Inflammation Fighter
Antioxidants like phenolic acids and flavonoids found in seeds could help shield against certain cancers and diseases, fending off compounds that can damage healthy cells. Some evidence shows these antioxidant effects may be even stronger with roasted pumpkin seeds vs unroasted ones.
Be Still My Heart
Pumpkin seeds are a good source of alpha-linolenic acid (ALA)—the plant-based, unsaturated omega-3 fat that may help reduce heart disease risk. The fiber content can lower cholesterol levels and blood pressure, both of which play roles in heart health.
Blood Sugar Regulator
Low magnesium levels are commonly linked to individuals with insulin resistance, one reason diabetes occurs. Consuming pumpkin seeds could help lower your type 2 diabetes risk. In addition to the magnesium benefits, they are relatively low in carbs and abundant in protein and healthy fats, making them a healthy snack (in moderation) for those who need to manage their blood sugar levels.
Digestive Aid
Shelled pumpkin seeds have about 2 grams of fiber per 1-ounce serving. Eating whole roasted seeds in their shells only adds to the high fiber content (about 5.2 grams per serving). Consuming fiber can improve digestion and make you feel fuller, reducing the urge to overeat.
Chill Out
The seeds contain tryptophan, an amino acid that can promote sleep. They also have zinc, copper, and selenium, which may improve sleep quality and duration. The high magnesium content can also foster relaxation by maintaining healthy levels of GABA, a neurotransmitter that has a calming effect on the brain.
Snack Down
Add, sprinkle, blend, or use pumpkin seeds in things like smoothies, salads, soups, bread dough, or pasta. Or snack on roasted or raw versions. When roasting fresh seeds, thoroughly rinse, then dry well with paper towels.
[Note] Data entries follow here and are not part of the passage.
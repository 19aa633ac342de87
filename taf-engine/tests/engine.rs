//! End-to-end tests driving the engine through the in-memory transport.

use std::sync::Arc;
use std::time::Duration;

use serde_json::{json, Value};
use taf_core::TemplateRegistry;
use taf_engine::{ChannelTransport, EngineConfig, EngineHandle, Envelope, MessageType, Outbound};
use tokio::sync::mpsc;

const CLIENT_TOPIC: &str = "client";

struct Harness {
    engine: EngineHandle,
    outbound: mpsc::Receiver<Outbound>,
}

impl Harness {
    fn start(config: EngineConfig) -> Self {
        let (transport, outbound) = ChannelTransport::new(256);
        let mut registry = TemplateRegistry::new();
        taf_models::register_builtin(&mut registry);
        match EngineHandle::start(config, registry, Arc::new(transport)) {
            Ok(engine) => Self { engine, outbound },
            Err(e) => panic!("engine failed to start: {e}"),
        }
    }

    async fn send(&self, message_type: MessageType, payload: Value, request_id: Option<&str>) {
        let envelope = match Envelope::new(message_type, "client-1", &payload) {
            Ok(envelope) => envelope,
            Err(e) => panic!("cannot encode payload: {e}"),
        };
        let envelope = envelope.with_request_id(request_id.map(Into::into));
        let envelope = if message_type.expects_response() { envelope.with_response_topic(CLIENT_TOPIC) } else { envelope };
        if let Err(e) = self.engine.submit(envelope).await {
            panic!("submit failed: {e}");
        }
    }

    async fn next(&mut self) -> Outbound {
        match tokio::time::timeout(Duration::from_secs(5), self.outbound.recv()).await {
            Ok(Some(outbound)) => outbound,
            Ok(None) => panic!("transport closed"),
            Err(_) => panic!("no outbound message within 5s"),
        }
    }

    /// Next message of `message_type`, skipping everything else.
    async fn next_of(&mut self, message_type: MessageType) -> Outbound {
        loop {
            let outbound = self.next().await;
            if outbound.envelope.message_type == message_type {
                return outbound;
            }
        }
    }

    /// No message of `message_type` arrives within a short grace period.
    async fn assert_none_of(&mut self, message_type: MessageType) {
        let deadline = tokio::time::Instant::now() + Duration::from_millis(200);
        while let Ok(Some(outbound)) = tokio::time::timeout_at(deadline, self.outbound.recv()).await {
            assert_ne!(outbound.envelope.message_type, message_type, "unexpected {message_type}");
        }
    }

    async fn init(&mut self, template: &str) -> Outbound {
        self.send(MessageType::TasInitRequest, json!({ "trustModelTemplate": template }), Some("init")).await;
        self.next().await
    }

    async fn grant(&mut self, request: &Outbound, response: MessageType, subscription: &str) {
        let request_id = request.envelope.request_id.as_ref().map(|id| id.as_str().to_owned());
        self.send(response, json!({ "subscriptionId": subscription }), request_id.as_deref()).await;
    }

    async fn established_session(&mut self, template: &str, request: MessageType, response: MessageType) -> String {
        let subscribe = self.init(template).await;
        assert_eq!(subscribe.envelope.message_type, request);
        self.grant(&subscribe, response, &format!("sub-{template}")).await;
        let init = self.next_of(MessageType::TasInitResponse).await;
        assert_eq!(init.envelope.message["success"], json!(true), "init failed: {}", init.envelope.message);
        match init.envelope.message["sessionId"].as_str() {
            Some(id) => id.to_owned(),
            None => panic!("init response without session id"),
        }
    }

    async fn teardown(&self, session: &str) {
        self.send(MessageType::TasTeardownRequest, json!({ "sessionId": session }), Some("teardown")).await;
    }
}

#[tokio::test]
async fn discover_lists_builtin_templates() {
    let mut h = Harness::start(EngineConfig::default());
    h.send(MessageType::TasTmtDiscover, json!({}), Some("r-1")).await;
    let offer = h.next().await;
    assert_eq!(offer.topic, CLIENT_TOPIC);
    assert_eq!(offer.envelope.message_type, MessageType::TasTmtOffer);
    assert_eq!(offer.envelope.request_id.as_ref().map(|id| id.as_str()), Some("r-1"));
    let templates = &offer.envelope.message["trustModelTemplates"];
    for identifier in ["IMA_STANDALONE@0.0.2", "VCM@0.0.1", "NTM_STANDALONE@0.0.1"] {
        assert!(templates.get(identifier).is_some(), "{identifier} missing from {templates}");
    }
    h.engine.shutdown().await;
}

#[tokio::test]
async fn unknown_template_is_refused() {
    let mut h = Harness::start(EngineConfig::default());
    let response = h.init("NOPE@9.9.9").await;
    assert_eq!(response.envelope.message_type, MessageType::TasInitResponse);
    assert_eq!(response.envelope.message["success"], json!(false));
    assert!(response.envelope.message["error"].as_str().is_some_and(|e| e.contains("NOPE@9.9.9")));
    h.engine.shutdown().await;
}

#[tokio::test]
async fn invalid_messages_are_discarded() {
    let mut h = Harness::start(EngineConfig::default());
    h.send(MessageType::TasInitRequest, json!({ "params": {} }), Some("bad")).await;
    h.send(MessageType::TasTmtDiscover, json!({}), Some("good")).await;
    let first = h.next().await;
    assert_eq!(first.envelope.message_type, MessageType::TasTmtOffer, "the malformed init gets no answer");
    h.engine.shutdown().await;
}

#[tokio::test]
async fn attestation_session_lifecycle() {
    let mut h = Harness::start(EngineConfig::default());
    let subscribe = h.init("VCM@0.0.1").await;
    assert_eq!(subscribe.topic, "aiv");
    assert_eq!(subscribe.envelope.message_type, MessageType::AivSubscribeRequest);
    assert_eq!(subscribe.envelope.response_topic.as_deref(), Some("taf"));
    assert_eq!(subscribe.envelope.message["subscribe"].as_array().map(Vec::len), Some(2));
    h.grant(&subscribe, MessageType::AivSubscribeResponse, "aiv-1").await;
    let init = h.next_of(MessageType::TasInitResponse).await;
    assert_eq!(init.envelope.request_id.as_ref().map(|id| id.as_str()), Some("init"));
    let Some(session) = init.envelope.message["sessionId"].as_str().map(str::to_owned) else {
        panic!("init response without session id: {}", init.envelope.message);
    };

    h.send(
        MessageType::TasSubscribeRequest,
        json!({ "sessionId": session, "trigger": "ACTUAL_TRUSTWORTHINESS_LEVEL" }),
        Some("sub"),
    )
    .await;
    let subscribed = h.next_of(MessageType::TasSubscribeResponse).await;
    assert_eq!(subscribed.envelope.message["success"], json!(true));

    let claims: Vec<Value> = ["SECURE_BOOT", "SECURE_OTA", "ACCESS_CONTROL"]
        .iter()
        .map(|claim| json!({ "claim": claim, "appraisal": 1 }))
        .collect();
    h.send(
        MessageType::AivNotify,
        json!({
            "subscriptionId": "aiv-1",
            "trusteeReports": [{ "trusteeID": "VC1", "attestationReport": claims }]
        }),
        None,
    )
    .await;
    let vc1_belief = loop {
        let notify = h.next_of(MessageType::TasNotify).await;
        let update = &notify.envelope.message["updates"][0];
        if update["version"].as_u64().unwrap_or_default() == 0 {
            continue;
        }
        let vc1 = update["propositions"]
            .as_array()
            .and_then(|rows| rows.iter().find(|row| row["propositionId"] == json!("VC1")).cloned());
        let Some(vc1) = vc1 else {
            panic!("VC1 missing from {update}");
        };
        break vc1["actualTrustworthinessLevel"][0]["output"]["belief"].as_f64().unwrap_or_default();
    };
    assert!(vc1_belief > 0.2, "positive appraisals must raise belief above the prior, got {vc1_belief}");

    h.send(MessageType::TasTaRequest, json!({ "sessionId": session }), Some("ta")).await;
    let ta = h.next_of(MessageType::TasTaResponse).await;
    let results = ta.envelope.message["results"].as_array().cloned().unwrap_or_default();
    assert_eq!(results.len(), 1);
    assert!(results[0]["id"].as_str().is_some_and(|id| id.ends_with("/VCM@0.0.1/VCM")));

    h.teardown(&session).await;
    let unsubscribe = h.next_of(MessageType::AivUnsubscribeRequest).await;
    assert_eq!(unsubscribe.envelope.message["subscriptionId"], json!("aiv-1"));
    let torn_down = h.next_of(MessageType::TasTeardownResponse).await;
    assert_eq!(torn_down.envelope.message["success"], json!(true));

    h.send(MessageType::TasTaRequest, json!({ "sessionId": session }), Some("ta")).await;
    let gone = h.next_of(MessageType::TasTaResponse).await;
    assert!(gone.envelope.message["error"].as_str().is_some_and(|e| e.contains("not found")));
    h.engine.shutdown().await;
}

#[tokio::test]
async fn misbehavior_subscription_is_shared_between_sessions() {
    let mut h = Harness::start(EngineConfig::default());
    let first = h.established_session("IMA_STANDALONE@0.0.2", MessageType::MbdSubscribeRequest, MessageType::MbdSubscribeResponse).await;

    h.send(MessageType::TasInitRequest, json!({ "trustModelTemplate": "IMA_STANDALONE@0.0.2" }), Some("init")).await;
    let second_init = h.next().await;
    assert_eq!(second_init.envelope.message_type, MessageType::TasInitResponse, "no second MBD subscribe");
    let Some(second) = second_init.envelope.message["sessionId"].as_str().map(str::to_owned) else {
        panic!("init response without session id");
    };

    h.teardown(&first).await;
    let response = h.next().await;
    assert_eq!(response.envelope.message_type, MessageType::TasTeardownResponse, "shared subscription kept");

    h.teardown(&second).await;
    let unsubscribe = h.next().await;
    assert_eq!(unsubscribe.envelope.message_type, MessageType::MbdUnsubscribeRequest);
    assert_eq!(unsubscribe.topic, "mbd");
    let response = h.next().await;
    assert_eq!(response.envelope.message_type, MessageType::TasTeardownResponse);
    h.assert_none_of(MessageType::MbdUnsubscribeRequest).await;
    h.engine.shutdown().await;
}

#[tokio::test]
async fn teardown_while_initializing_is_deferred() {
    let mut config = EngineConfig::default();
    config.debug.fixed_session_id = Some("fixed".to_owned());
    let mut h = Harness::start(config);
    let subscribe = h.init("IMA_STANDALONE@0.0.2").await;
    h.teardown("fixed").await;
    h.assert_none_of(MessageType::TasTeardownResponse).await;

    h.grant(&subscribe, MessageType::MbdSubscribeResponse, "mbd-1").await;
    let init = h.next_of(MessageType::TasInitResponse).await;
    assert_eq!(init.envelope.message["success"], json!(false));
    let torn_down = h.next_of(MessageType::TasTeardownResponse).await;
    assert_eq!(torn_down.envelope.message["success"], json!(true));
    assert_eq!(torn_down.envelope.request_id.as_ref().map(|id| id.as_str()), Some("teardown"));
    h.engine.shutdown().await;
}

#[tokio::test]
async fn refused_subscription_fails_init_and_discards_the_session() {
    let mut config = EngineConfig::default();
    config.debug.fixed_session_id = Some("fixed".to_owned());
    let mut h = Harness::start(config);
    let subscribe = h.init("VCM@0.0.1").await;
    assert_eq!(subscribe.envelope.message_type, MessageType::AivSubscribeRequest);

    let request_id = subscribe.envelope.request_id.as_ref().map(|id| id.as_str().to_owned());
    h.send(MessageType::AivSubscribeResponse, json!({ "error": "denied" }), request_id.as_deref()).await;
    let init = h.next_of(MessageType::TasInitResponse).await;
    assert_eq!(init.envelope.message["success"], json!(false));
    let error = init.envelope.message["error"].as_str().unwrap_or_default();
    assert!(error.contains("denied"), "refusal reason must reach the client, got {error:?}");

    h.send(MessageType::TasTaRequest, json!({ "sessionId": "fixed" }), Some("ta")).await;
    let ta = h.next_of(MessageType::TasTaResponse).await;
    let error = ta.envelope.message["error"].as_str().unwrap_or_default();
    assert!(error.contains("not found"), "failed session must be gone, got {error:?}");
    h.assert_none_of(MessageType::TasInitResponse).await;
    h.engine.shutdown().await;
}

#[tokio::test]
async fn vehicles_seen_on_v2x_get_instances() {
    let mut h = Harness::start(EngineConfig::default());
    let session =
        h.established_session("IMA_STANDALONE@0.0.2", MessageType::MbdSubscribeRequest, MessageType::MbdSubscribeResponse).await;

    h.send(
        MessageType::V2xCpm,
        json!({ "sourceId": 5, "PerceivedObjectContainer": { "objects": [{ "objectId": 19 }] } }),
        None,
    )
    .await;
    h.send(
        MessageType::MbdNotify,
        json!({
            "subscriptionId": "sub-IMA_STANDALONE@0.0.2",
            "CPM_REPORT": { "content": {
                "observationSet": [{ "check": 0, "targetId": 19 }],
                "V2XPduEvidence": { "sourceId": 5 }
            }}
        }),
        None,
    )
    .await;

    let mut propositions = Vec::new();
    for _ in 0..50 {
        h.send(MessageType::TasTaRequest, json!({ "sessionId": session }), Some("ta")).await;
        let ta = h.next_of(MessageType::TasTaResponse).await;
        let results = ta.envelope.message["results"].as_array().cloned().unwrap_or_default();
        if let Some(result) = results.first() {
            propositions = result["propositions"].as_array().cloned().unwrap_or_default();
            if propositions.iter().any(|p| p["propositionId"] == json!("C_5_19")) {
                break;
            }
        }
        tokio::time::sleep(Duration::from_millis(20)).await;
    }
    assert!(
        propositions.iter().any(|p| p["propositionId"] == json!("C_5_19")),
        "observed object must become a proposition, got {propositions:?}"
    );
    h.engine.shutdown().await;
}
Preheat oven to 325 degrees Fahrenheit. Toss seeds with olive oil, and season with salt (and any other favorite zesty spices) until evenly coated. For a sweeter treat, toss with melted butter, cinnamon, and maple syrup (or sprinkle with sugar once they’re out of the oven). Spread seeds out on a parchment-lined baking sheet. Bake until crunchy and golden, about 20-30 minutes. Pumpkin seeds are high in calories, so consume them in moderation.